··· DATA FOR THIS EXERCISE ···

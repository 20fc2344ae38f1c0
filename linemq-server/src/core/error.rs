use thiserror::Error;

/// State errors for queue operations
///
/// These are well-formed commands that violate a state precondition. They map
/// to `ERROR:` response lines on the wire and are never logged and never
/// fatal.
#[derive(Debug, Error, PartialEq, Eq)]
pub enum BrokerError {
    #[error("queue already exists: {0}")]
    QueueExists(String),

    #[error("queue does not exist: {0}")]
    QueueNotFound(String),
}

pub type Result<T> = std::result::Result<T, BrokerError>;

···

* **TASK INSTRUCTIONS**
Without altering a single word, set down all the entries again.

* **YOUR RESPONSE**
repository 20fc2344ae38f1c0
filename linemq-server/src/core/error.rs
use thiserror::Error;

/// State errors for queue operations
///
/// These are well-formed commands that violate a state precondition. They map
/// to `ERROR:` response lines on the wire and are never logged and never
/// fatal.
#[derive(Debug, Error, PartialEq, Eq)]
pub enum BrokerError {
    #[error("queue already exists: {0}")]
    QueueExists(String),

    #[error("queue does not exist: {0}")]
    QueueNotFound(String),
}

pub type Result<T> = std::result::Result<T, BrokerError>;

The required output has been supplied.